What is required: Quote the full listing word for word.
------------------------------------------------
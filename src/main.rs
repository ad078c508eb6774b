mod config;
mod error;
mod game;
mod models;
mod routes;
mod store;

use std::{
    sync::Arc,
    time::{Duration, Instant},
};

use anyhow::{Context, Result};
use axum::Router;
use config::Config;
use dashmap::DashMap;
use game::BoardEngine;
use models::Preferences;
use store::{FileStore, MemoryStore, PreferencesStore};
use tokio::sync::RwLock;
use tower_http::{
    cors::{Any, CorsLayer},
    services::ServeDir,
    trace::TraceLayer,
};
use tracing_subscriber::{layer::SubscriberExt, util::SubscriberInitExt};
use uuid::Uuid;

/// A running game and its bookkeeping
#[derive(Debug)]
pub struct GameSession {
    pub engine: BoardEngine,
    pub created_at: Instant,
    pub last_active: Instant,
}

impl GameSession {
    pub fn new() -> Self {
        let now = Instant::now();
        Self {
            engine: BoardEngine::new(),
            created_at: now,
            last_active: now,
        }
    }

    pub fn touch(&mut self) {
        self.last_active = Instant::now();
    }

    pub fn is_idle(&self, now: Instant, timeout: Duration) -> bool {
        now.saturating_duration_since(self.last_active) > timeout
    }
}

/// Application state shared across all handlers
pub struct AppState {
    pub config: Config,
    /// Each engine is only touched while its entry is locked
    pub sessions: DashMap<Uuid, GameSession>,
    pub preferences: RwLock<Preferences>,
    pub store: Arc<dyn PreferencesStore>,
}

impl AppState {
    pub fn new(config: Config, store: Arc<dyn PreferencesStore>, preferences: Preferences) -> Self {
        Self {
            config,
            sessions: DashMap::new(),
            preferences: RwLock::new(preferences),
            store,
        }
    }
}

#[tokio::main]
async fn main() -> Result<()> {
    // Initialize tracing
    tracing_subscriber::registry()
        .with(
            tracing_subscriber::EnvFilter::try_from_default_env()
                .unwrap_or_else(|_| "coin_jump=debug,tower_http=debug".into()),
        )
        .with(tracing_subscriber::fmt::layer())
        .init();

    tracing::info!("Starting Coin Jump server...");

    // Load configuration
    let config = Config::from_env()?;
    tracing::info!("Configuration loaded");

    // Open preferences store
    let store: Arc<dyn PreferencesStore> = match &config.storage.preferences_path {
        Some(path) => {
            tracing::info!("Preferences file: {}", path);
            Arc::new(FileStore::new(path))
        }
        None => {
            tracing::warn!("No preferences path configured, preferences will not survive a restart");
            Arc::new(MemoryStore::new())
        }
    };

    let preferences = match store.load().await {
        Ok(prefs) => prefs,
        Err(e) => {
            tracing::warn!("Failed to load preferences: {}. Using defaults.", e);
            Preferences::default()
        }
    };
    if let Some(best) = &preferences.best {
        tracing::info!("Best score: {} moves by {}", best.moves, best.name);
    }

    let state = Arc::new(AppState::new(config.clone(), store, preferences));

    // Spawn background task to drop idle game sessions
    let cleanup_state = state.clone();
    tokio::spawn(async move {
        session_cleanup_task(cleanup_state).await;
    });

    let app = build_app(state, &config.server.frontend_dir);

    // Start server
    let addr = config.server_addr();
    let listener = tokio::net::TcpListener::bind(&addr)
        .await
        .with_context(|| format!("Failed to bind {}", addr))?;

    tracing::info!("Server listening on {}", addr);
    tracing::info!("Health check: http://{}/health", addr);
    tracing::info!("Game API: http://{}/api/games", addr);

    axum::serve(listener, app).await?;

    Ok(())
}

fn build_app(state: Arc<AppState>, frontend_dir: &str) -> Router {
    // Configure CORS
    let cors = CorsLayer::new()
        .allow_origin(Any)
        .allow_methods(Any)
        .allow_headers(Any);

    // Serve frontend static files
    let frontend_service = ServeDir::new(frontend_dir);

    routes::create_routes()
        .fallback_service(frontend_service)
        .layer(cors)
        .layer(TraceLayer::new_for_http())
        .with_state(state)
}

/// Remove sessions that have been idle longer than the configured timeout.
/// Returns how many were removed.
fn remove_idle_sessions(state: &AppState, now: Instant) -> usize {
    let timeout = state.config.session_idle_timeout();
    let before = state.sessions.len();

    state.sessions.retain(|game_id, session| {
        let idle = session.is_idle(now, timeout);
        if idle {
            tracing::info!(
                "Removed idle game {} (started {:?} ago, {} moves)",
                game_id,
                now.saturating_duration_since(session.created_at),
                session.engine.move_count()
            );
        }
        !idle
    });

    before.saturating_sub(state.sessions.len())
}

/// Background task that periodically drops idle game sessions
async fn session_cleanup_task(state: Arc<AppState>) {
    let mut interval = tokio::time::interval(state.config.cleanup_interval());

    loop {
        interval.tick().await;

        let removed = remove_idle_sessions(&state, Instant::now());
        if removed > 0 {
            tracing::debug!(
                "Session cleanup removed {} games, {} active",
                removed,
                state.sessions.len()
            );
        }
    }
}
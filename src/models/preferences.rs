use chrono::{DateTime, Utc};
use serde::{Deserialize, Serialize};

use crate::game::MAX_MOVES;

#[derive(Debug, Clone, PartialEq, Eq, Serialize, Deserialize)]
pub struct BestScore {
    pub name: String,
    pub moves: u32,
    pub achieved_at: DateTime<Utc>,
}

/// Player preferences persisted between runs.
#[derive(Debug, Clone, PartialEq, Eq, Serialize, Deserialize)]
#[serde(default)]
pub struct Preferences {
    pub best: Option<BestScore>,
    pub sound_on: bool,
    /// Cleared by the client once the introduction has been shown
    pub first_run: bool,
}

impl Default for Preferences {
    fn default() -> Self {
        Self {
            best: None,
            sound_on: true,
            first_run: true,
        }
    }
}

impl Preferences {
    /// Move count a solved game has to beat to become the new best score
    pub fn record_threshold(&self) -> u32 {
        self.best.as_ref().map_or(MAX_MOVES, |best| best.moves)
    }

    pub fn is_new_record(&self, moves: u32) -> bool {
        moves < self.record_threshold()
    }

    /// Store a new best score. Returns false when the name is blank or the
    /// move count does not beat the current threshold.
    pub fn record_best(&mut self, name: &str, moves: u32, achieved_at: DateTime<Utc>) -> bool {
        let name = name.trim();
        if name.is_empty() || !self.is_new_record(moves) {
            return false;
        }

        self.best = Some(BestScore {
            name: name.to_string(),
            moves,
            achieved_at,
        });
        true
    }
}
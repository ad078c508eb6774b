// Coin jumping puzzle engine

pub mod board;
pub mod codec;
pub mod engine;

pub use board::{MAX_MOVES, SIDE};
pub use engine::BoardEngine;
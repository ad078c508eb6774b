pub mod games;
pub mod health;
pub mod preferences;

use std::sync::Arc;

use axum::{
    http::StatusCode,
    routing::{get, post},
    Router,
};

use crate::{error::GameError, AppState};

pub fn create_routes() -> Router<Arc<AppState>> {
    Router::new()
        .route("/health", get(health::health_check))
        .nest("/api", api_routes())
}

fn api_routes() -> Router<Arc<AppState>> {
    Router::new()
        .route("/games", post(games::create_game))
        .route(
            "/games/{game_id}",
            get(games::get_game).delete(games::delete_game),
        )
        .route("/games/{game_id}/moves", post(games::make_move))
        .route("/games/{game_id}/restart", post(games::restart_game))
        .route("/games/{game_id}/save", get(games::save_game))
        .route("/games/{game_id}/restore", post(games::restore_game))
        .route("/games/{game_id}/score", post(games::submit_score))
        .route(
            "/preferences",
            get(preferences::get_preferences).patch(preferences::update_preferences),
        )
}

impl From<GameError> for StatusCode {
    fn from(err: GameError) -> Self {
        match err {
            GameError::OutOfRange { .. } => StatusCode::BAD_REQUEST,
            GameError::Deserialization(_) => StatusCode::UNPROCESSABLE_ENTITY,
        }
    }
}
------------------------------------------------
The answer:
filename src/main.rs
repository ad078c508eb6774b
mod config;
mod error;
mod game;
mod models;
mod routes;
mod store;

use std::{
    sync::Arc,
    time::{Duration, Instant},
};

use anyhow::{Context, Result};
use axum::Router;
use config::Config;
use dashmap::DashMap;
use game::BoardEngine;
use models::Preferences;
use store::{FileStore, MemoryStore, PreferencesStore};
use tokio::sync::RwLock;
use tower_http::{
    cors::{Any, CorsLayer},
    services::ServeDir,
    trace::TraceLayer,
};
use tracing_subscriber::{layer::SubscriberExt, util::SubscriberInitExt};
use uuid::Uuid;

/// A running game and its bookkeeping
#[derive(Debug)]
pub struct GameSession {
    pub engine: BoardEngine,
    pub created_at: Instant,
    pub last_active: Instant,
}

impl GameSession {
    pub fn new() -> Self {
        let now = Instant::now();
        Self {
            engine: BoardEngine::new(),
            created_at: now,
            last_active: now,
        }
    }

    pub fn touch(&mut self) {
        self.last_active = Instant::now();
    }

    pub fn is_idle(&self, now: Instant, timeout: Duration) -> bool {
        now.saturating_duration_since(self.last_active) > timeout
    }
}

/// Application state shared across all handlers
pub struct AppState {
    pub config: Config,
    /// Each engine is only touched while its entry is locked
    pub sessions: DashMap<Uuid, GameSession>,
    pub preferences: RwLock<Preferences>,
    pub store: Arc<dyn PreferencesStore>,
}

impl AppState {
    pub fn new(config: Config, store: Arc<dyn PreferencesStore>, preferences: Preferences) -> Self {
        Self {
            config,
            sessions: DashMap::new(),
            preferences: RwLock::new(preferences),
            store,
        }
    }
}

#[tokio::main]
async fn main() -> Result<()> {
    // Initialize tracing
    tracing_subscriber::registry()
        .with(
            tracing_subscriber::EnvFilter::try_from_default_env()
                .unwrap_or_else(|_| "coin_jump=debug,tower_http=debug".into()),
        )
        .with(tracing_subscriber::fmt::layer())
        .init();

    tracing::info!("Starting Coin Jump server...");

    // Load configuration
    let config = Config::from_env()?;
    tracing::info!("Configuration loaded");

    // Open preferences store
    let store: Arc<dyn PreferencesStore> = match &config.storage.preferences_path {
        Some(path) => {
            tracing::info!("Preferences file: {}", path);
            Arc::new(FileStore::new(path))
        }
        None => {
            tracing::warn!("No preferences path configured, preferences will not survive a restart");
            Arc::new(MemoryStore::new())
        }
    };

    let preferences = match store.load().await {
        Ok(prefs) => prefs,
        Err(e) => {
            tracing::warn!("Failed to load preferences: {}. Using defaults.", e);
            Preferences::default()
        }
    };
    if let Some(best) = &preferences.best {
        tracing::info!("Best score: {} moves by {}", best.moves, best.name);
    }

    let state = Arc::new(AppState::new(config.clone(), store, preferences));

    // Spawn background task to drop idle game sessions
    let cleanup_state = state.clone();
    tokio::spawn(async move {
        session_cleanup_task(cleanup_state).await;
    });

    let app = build_app(state, &config.server.frontend_dir);

    // Start server
    let addr = config.server_addr();
    let listener = tokio::net::TcpListener::bind(&addr)
        .await
        .with_context(|| format!("Failed to bind {}", addr))?;

    tracing::info!("Server listening on {}", addr);
    tracing::info!("Health check: http://{}/health", addr);
    tracing::info!("Game API: http://{}/api/games", addr);

    axum::serve(listener, app).await?;

    Ok(())
}

fn build_app(state: Arc<AppState>, frontend_dir: &str) -> Router {
    // Configure CORS
    let cors = CorsLayer::new()
        .allow_origin(Any)
        .allow_methods(Any)
        .allow_headers(Any);

    // Serve frontend static files
    let frontend_service = ServeDir::new(frontend_dir);

    routes::create_routes()
        .fallback_service(frontend_service)
        .layer(cors)
        .layer(TraceLayer::new_for_http())
        .with_state(state)
}

/// Remove sessions that have been idle longer than the configured timeout.
/// Returns how many were removed.
fn remove_idle_sessions(state: &AppState, now: Instant) -> usize {
    let timeout = state.config.session_idle_timeout();
    let before = state.sessions.len();

    state.sessions.retain(|game_id, session| {
        let idle = session.is_idle(now, timeout);
        if idle {
            tracing::info!(
                "Removed idle game {} (started {:?} ago, {} moves)",
                game_id,
                now.saturating_duration_since(session.created_at),
                session.engine.move_count()
            );
        }
        !idle
    });

    before.saturating_sub(state.sessions.len())
}

/// Background task that periodically drops idle game sessions
async fn session_cleanup_task(state: Arc<AppState>) {
    let mut interval = tokio::time::interval(state.config.cleanup_interval());

    loop {
        interval.tick().await;

        let removed = remove_idle_sessions(&state, Instant::now());
        if removed > 0 {
            tracing::debug!(
                "Session cleanup removed {} games, {} active",
                removed,
                state.sessions.len()
            );
        }
    }
}
filename src/models/preferences.rs
use chrono::{DateTime, Utc};
use serde::{Deserialize, Serialize};

use crate::game::MAX_MOVES;

#[derive(Debug, Clone, PartialEq, Eq, Serialize, Deserialize)]
pub struct BestScore {
    pub name: String,
    pub moves: u32,
    pub achieved_at: DateTime<Utc>,
}

/// Player preferences persisted between runs.
#[derive(Debug, Clone, PartialEq, Eq, Serialize, Deserialize)]
#[serde(default)]
pub struct Preferences {
    pub best: Option<BestScore>,
    pub sound_on: bool,
    /// Cleared by the client once the introduction has been shown
    pub first_run: bool,
}

impl Default for Preferences {
    fn default() -> Self {
        Self {
            best: None,
            sound_on: true,
            first_run: true,
        }
    }
}

impl Preferences {
    /// Move count a solved game has to beat to become the new best score
    pub fn record_threshold(&self) -> u32 {
        self.best.as_ref().map_or(MAX_MOVES, |best| best.moves)
    }

    pub fn is_new_record(&self, moves: u32) -> bool {
        moves < self.record_threshold()
    }

    /// Store a new best score. Returns false when the name is blank or the
    /// move count does not beat the current threshold.
    pub fn record_best(&mut self, name: &str, moves: u32, achieved_at: DateTime<Utc>) -> bool {
        let name = name.trim();
        if name.is_empty() || !self.is_new_record(moves) {
            return false;
        }

        self.best = Some(BestScore {
            name: name.to_string(),
            moves,
            achieved_at,
        });
        true
    }
}
repository ad078c508eb6774b
// Coin jumping puzzle engine

pub mod board;
pub mod codec;
pub mod engine;

pub use board::{MAX_MOVES, SIDE};
pub use engine::BoardEngine;
repository ad078c508eb6774b
pub mod games;
pub mod health;
pub mod preferences;

use std::sync::Arc;

use axum::{
    http::StatusCode,
    routing::{get, post},
    Router,
};

use crate::{error::GameError, AppState};

pub fn create_routes() -> Router<Arc<AppState>> {
    Router::new()
        .route("/health", get(health::health_check))
        .nest("/api", api_routes())
}

fn api_routes() -> Router<Arc<AppState>> {
    Router::new()
        .route("/games", post(games::create_game))
        .route(
            "/games/{game_id}",
            get(games::get_game).delete(games::delete_game),
        )
        .route("/games/{game_id}/moves", post(games::make_move))
        .route("/games/{game_id}/restart", post(games::restart_game))
        .route("/games/{game_id}/save", get(games::save_game))
        .route("/games/{game_id}/restore", post(games::restore_game))
        .route("/games/{game_id}/score", post(games::submit_score))
        .route(
            "/preferences",
            get(preferences::get_preferences).patch(preferences::update_preferences),
        )
}

impl From<GameError> for StatusCode {
    fn from(err: GameError) -> Self {
        match err {
            GameError::OutOfRange { .. } => StatusCode::BAD_REQUEST,
            GameError::Deserialization(_) => StatusCode::UNPROCESSABLE_ENTITY,
        }
    }
}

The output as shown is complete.